## DATA FOR REVIEW
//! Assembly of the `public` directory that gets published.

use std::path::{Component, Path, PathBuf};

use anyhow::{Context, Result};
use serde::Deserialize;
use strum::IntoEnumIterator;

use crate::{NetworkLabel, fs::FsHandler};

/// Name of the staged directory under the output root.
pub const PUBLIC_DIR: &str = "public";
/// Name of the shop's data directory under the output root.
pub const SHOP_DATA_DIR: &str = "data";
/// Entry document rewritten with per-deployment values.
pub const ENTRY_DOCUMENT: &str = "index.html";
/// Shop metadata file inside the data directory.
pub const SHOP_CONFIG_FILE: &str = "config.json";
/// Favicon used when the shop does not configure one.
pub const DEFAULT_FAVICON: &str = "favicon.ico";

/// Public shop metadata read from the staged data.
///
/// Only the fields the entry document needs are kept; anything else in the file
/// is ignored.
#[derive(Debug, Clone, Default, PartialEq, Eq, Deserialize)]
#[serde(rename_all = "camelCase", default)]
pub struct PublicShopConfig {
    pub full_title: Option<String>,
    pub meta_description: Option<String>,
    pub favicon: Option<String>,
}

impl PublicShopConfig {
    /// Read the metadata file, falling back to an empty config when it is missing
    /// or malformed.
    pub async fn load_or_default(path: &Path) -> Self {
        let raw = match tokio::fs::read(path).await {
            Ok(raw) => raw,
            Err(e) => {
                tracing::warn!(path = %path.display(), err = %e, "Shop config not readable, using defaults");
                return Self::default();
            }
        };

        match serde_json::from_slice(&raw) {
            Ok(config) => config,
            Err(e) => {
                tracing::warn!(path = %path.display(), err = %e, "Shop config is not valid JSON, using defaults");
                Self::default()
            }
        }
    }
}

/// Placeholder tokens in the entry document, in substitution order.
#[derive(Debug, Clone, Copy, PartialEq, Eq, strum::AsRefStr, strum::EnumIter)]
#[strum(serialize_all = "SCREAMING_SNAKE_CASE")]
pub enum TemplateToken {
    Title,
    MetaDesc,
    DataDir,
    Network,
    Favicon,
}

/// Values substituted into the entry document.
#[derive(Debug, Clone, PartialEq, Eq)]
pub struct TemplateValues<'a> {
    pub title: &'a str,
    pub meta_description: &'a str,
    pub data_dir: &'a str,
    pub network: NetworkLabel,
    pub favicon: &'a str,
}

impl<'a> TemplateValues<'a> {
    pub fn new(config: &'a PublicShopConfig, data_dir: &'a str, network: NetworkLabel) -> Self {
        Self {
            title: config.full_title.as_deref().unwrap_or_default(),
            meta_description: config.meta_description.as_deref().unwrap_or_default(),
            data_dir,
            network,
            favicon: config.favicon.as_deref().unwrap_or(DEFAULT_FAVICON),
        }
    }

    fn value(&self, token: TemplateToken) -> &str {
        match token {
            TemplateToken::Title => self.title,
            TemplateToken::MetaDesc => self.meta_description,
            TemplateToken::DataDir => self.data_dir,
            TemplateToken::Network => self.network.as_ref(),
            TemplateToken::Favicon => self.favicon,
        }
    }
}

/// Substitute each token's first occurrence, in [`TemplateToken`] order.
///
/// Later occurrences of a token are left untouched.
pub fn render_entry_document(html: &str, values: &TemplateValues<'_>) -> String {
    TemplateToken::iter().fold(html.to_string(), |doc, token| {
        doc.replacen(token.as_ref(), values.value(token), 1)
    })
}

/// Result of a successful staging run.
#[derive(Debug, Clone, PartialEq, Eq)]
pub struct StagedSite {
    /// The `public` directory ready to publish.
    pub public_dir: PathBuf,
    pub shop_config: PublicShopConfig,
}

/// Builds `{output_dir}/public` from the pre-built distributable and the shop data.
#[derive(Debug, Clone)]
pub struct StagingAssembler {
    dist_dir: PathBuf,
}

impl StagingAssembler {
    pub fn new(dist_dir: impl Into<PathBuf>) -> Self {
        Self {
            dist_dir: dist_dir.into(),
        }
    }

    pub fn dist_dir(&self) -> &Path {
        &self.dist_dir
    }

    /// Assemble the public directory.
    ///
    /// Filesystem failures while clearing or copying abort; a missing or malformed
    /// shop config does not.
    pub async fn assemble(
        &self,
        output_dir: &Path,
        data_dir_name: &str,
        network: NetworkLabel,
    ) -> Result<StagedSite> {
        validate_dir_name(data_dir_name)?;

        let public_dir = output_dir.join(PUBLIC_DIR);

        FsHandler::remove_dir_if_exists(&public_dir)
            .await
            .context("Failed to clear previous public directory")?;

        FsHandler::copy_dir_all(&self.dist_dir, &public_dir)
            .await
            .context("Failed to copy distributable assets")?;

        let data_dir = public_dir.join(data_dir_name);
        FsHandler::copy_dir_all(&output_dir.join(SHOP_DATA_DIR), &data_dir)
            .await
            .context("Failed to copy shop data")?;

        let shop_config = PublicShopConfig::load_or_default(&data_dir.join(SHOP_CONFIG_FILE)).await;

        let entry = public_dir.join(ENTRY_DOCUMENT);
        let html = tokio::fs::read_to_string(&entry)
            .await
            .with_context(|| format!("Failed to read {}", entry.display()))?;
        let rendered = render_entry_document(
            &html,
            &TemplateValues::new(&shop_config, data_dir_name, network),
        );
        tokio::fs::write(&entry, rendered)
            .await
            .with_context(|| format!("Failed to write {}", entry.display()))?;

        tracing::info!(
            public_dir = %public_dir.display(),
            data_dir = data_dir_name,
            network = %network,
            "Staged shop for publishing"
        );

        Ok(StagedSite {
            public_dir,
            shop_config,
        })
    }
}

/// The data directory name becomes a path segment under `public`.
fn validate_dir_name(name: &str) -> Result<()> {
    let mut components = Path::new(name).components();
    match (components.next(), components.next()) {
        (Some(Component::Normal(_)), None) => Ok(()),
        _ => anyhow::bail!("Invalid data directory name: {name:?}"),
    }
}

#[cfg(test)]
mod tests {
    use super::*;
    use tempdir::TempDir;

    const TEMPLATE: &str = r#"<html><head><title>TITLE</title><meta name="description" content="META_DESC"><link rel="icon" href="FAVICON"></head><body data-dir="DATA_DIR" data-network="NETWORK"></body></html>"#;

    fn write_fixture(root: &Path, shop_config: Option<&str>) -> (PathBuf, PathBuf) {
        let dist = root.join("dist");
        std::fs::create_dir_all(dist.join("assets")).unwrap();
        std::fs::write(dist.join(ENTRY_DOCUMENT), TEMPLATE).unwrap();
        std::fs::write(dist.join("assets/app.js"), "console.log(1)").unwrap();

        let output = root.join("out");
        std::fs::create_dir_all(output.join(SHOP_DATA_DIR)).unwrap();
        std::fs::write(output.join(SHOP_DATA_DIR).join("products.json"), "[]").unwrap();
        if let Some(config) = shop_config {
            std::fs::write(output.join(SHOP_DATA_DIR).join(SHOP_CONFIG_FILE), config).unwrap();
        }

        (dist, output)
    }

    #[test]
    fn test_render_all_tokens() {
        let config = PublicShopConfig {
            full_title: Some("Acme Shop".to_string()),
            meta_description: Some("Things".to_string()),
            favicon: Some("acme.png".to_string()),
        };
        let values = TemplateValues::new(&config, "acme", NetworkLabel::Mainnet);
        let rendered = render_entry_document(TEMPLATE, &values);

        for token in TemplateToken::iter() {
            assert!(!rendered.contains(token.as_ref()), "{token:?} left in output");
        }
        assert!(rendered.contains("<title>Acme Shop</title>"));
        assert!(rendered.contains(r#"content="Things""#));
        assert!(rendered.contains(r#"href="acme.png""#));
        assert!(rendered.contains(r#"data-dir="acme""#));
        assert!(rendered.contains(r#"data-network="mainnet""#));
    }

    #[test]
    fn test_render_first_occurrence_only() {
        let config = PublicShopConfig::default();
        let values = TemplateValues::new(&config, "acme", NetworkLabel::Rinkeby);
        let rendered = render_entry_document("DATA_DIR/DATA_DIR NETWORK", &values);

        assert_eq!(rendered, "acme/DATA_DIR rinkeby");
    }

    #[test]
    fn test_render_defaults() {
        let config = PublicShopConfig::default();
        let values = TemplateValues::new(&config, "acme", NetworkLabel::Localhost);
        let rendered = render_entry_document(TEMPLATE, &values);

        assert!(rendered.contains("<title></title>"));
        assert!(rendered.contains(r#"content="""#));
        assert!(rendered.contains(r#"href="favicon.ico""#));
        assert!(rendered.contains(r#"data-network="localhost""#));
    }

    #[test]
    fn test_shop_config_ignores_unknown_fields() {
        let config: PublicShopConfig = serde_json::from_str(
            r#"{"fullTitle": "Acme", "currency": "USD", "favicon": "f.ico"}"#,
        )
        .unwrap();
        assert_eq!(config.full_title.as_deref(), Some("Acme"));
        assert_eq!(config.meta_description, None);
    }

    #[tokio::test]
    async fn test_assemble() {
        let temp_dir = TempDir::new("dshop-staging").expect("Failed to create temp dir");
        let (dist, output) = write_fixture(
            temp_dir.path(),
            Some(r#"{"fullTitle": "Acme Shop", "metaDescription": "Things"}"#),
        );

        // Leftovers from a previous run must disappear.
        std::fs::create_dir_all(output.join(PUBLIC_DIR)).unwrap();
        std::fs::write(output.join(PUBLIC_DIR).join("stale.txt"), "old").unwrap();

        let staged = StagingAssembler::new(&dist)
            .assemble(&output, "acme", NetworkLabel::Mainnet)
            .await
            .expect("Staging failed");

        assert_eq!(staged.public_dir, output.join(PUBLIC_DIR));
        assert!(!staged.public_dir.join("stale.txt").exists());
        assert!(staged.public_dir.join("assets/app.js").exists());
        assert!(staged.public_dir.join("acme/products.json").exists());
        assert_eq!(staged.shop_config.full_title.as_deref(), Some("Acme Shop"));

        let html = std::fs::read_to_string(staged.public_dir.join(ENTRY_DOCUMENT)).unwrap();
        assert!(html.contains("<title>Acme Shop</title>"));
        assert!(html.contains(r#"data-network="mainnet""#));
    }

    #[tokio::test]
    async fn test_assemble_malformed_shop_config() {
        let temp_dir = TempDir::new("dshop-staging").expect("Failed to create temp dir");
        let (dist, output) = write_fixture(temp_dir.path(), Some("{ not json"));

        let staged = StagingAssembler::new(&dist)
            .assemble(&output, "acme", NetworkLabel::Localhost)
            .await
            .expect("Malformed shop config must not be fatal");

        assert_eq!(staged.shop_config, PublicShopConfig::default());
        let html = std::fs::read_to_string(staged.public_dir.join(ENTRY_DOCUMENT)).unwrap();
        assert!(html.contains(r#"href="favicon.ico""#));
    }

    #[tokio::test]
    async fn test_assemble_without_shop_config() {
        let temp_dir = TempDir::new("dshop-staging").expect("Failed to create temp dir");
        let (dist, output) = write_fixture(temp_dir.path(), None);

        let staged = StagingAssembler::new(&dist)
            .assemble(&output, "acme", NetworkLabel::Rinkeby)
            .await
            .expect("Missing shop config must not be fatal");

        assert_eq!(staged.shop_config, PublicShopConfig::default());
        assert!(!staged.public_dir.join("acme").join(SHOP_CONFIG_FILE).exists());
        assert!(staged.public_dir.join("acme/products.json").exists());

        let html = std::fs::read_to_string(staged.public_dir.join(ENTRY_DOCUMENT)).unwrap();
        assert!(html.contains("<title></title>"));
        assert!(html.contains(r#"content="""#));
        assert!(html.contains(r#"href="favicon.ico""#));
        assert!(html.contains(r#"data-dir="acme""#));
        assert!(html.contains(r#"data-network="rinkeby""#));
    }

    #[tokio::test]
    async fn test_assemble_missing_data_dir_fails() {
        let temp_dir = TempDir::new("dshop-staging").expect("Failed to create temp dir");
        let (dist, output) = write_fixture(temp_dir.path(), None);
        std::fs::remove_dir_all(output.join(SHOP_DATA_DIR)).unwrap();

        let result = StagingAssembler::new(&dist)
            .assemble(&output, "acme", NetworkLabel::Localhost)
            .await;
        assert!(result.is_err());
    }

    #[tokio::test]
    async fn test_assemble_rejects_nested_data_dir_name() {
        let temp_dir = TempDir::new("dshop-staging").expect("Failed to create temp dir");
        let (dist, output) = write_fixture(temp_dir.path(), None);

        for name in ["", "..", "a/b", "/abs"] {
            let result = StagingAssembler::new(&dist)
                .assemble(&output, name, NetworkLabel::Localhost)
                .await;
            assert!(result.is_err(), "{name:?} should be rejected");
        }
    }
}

## REQUIRED WORK
Look for the word "match" in the listing above, and copy every line where you find it.

## YOUR RESPONSE
        let raw = match tokio::fs::read(path).await {
        match serde_json::from_slice(&raw) {
        match token {
    match (components.next(), components.next()) {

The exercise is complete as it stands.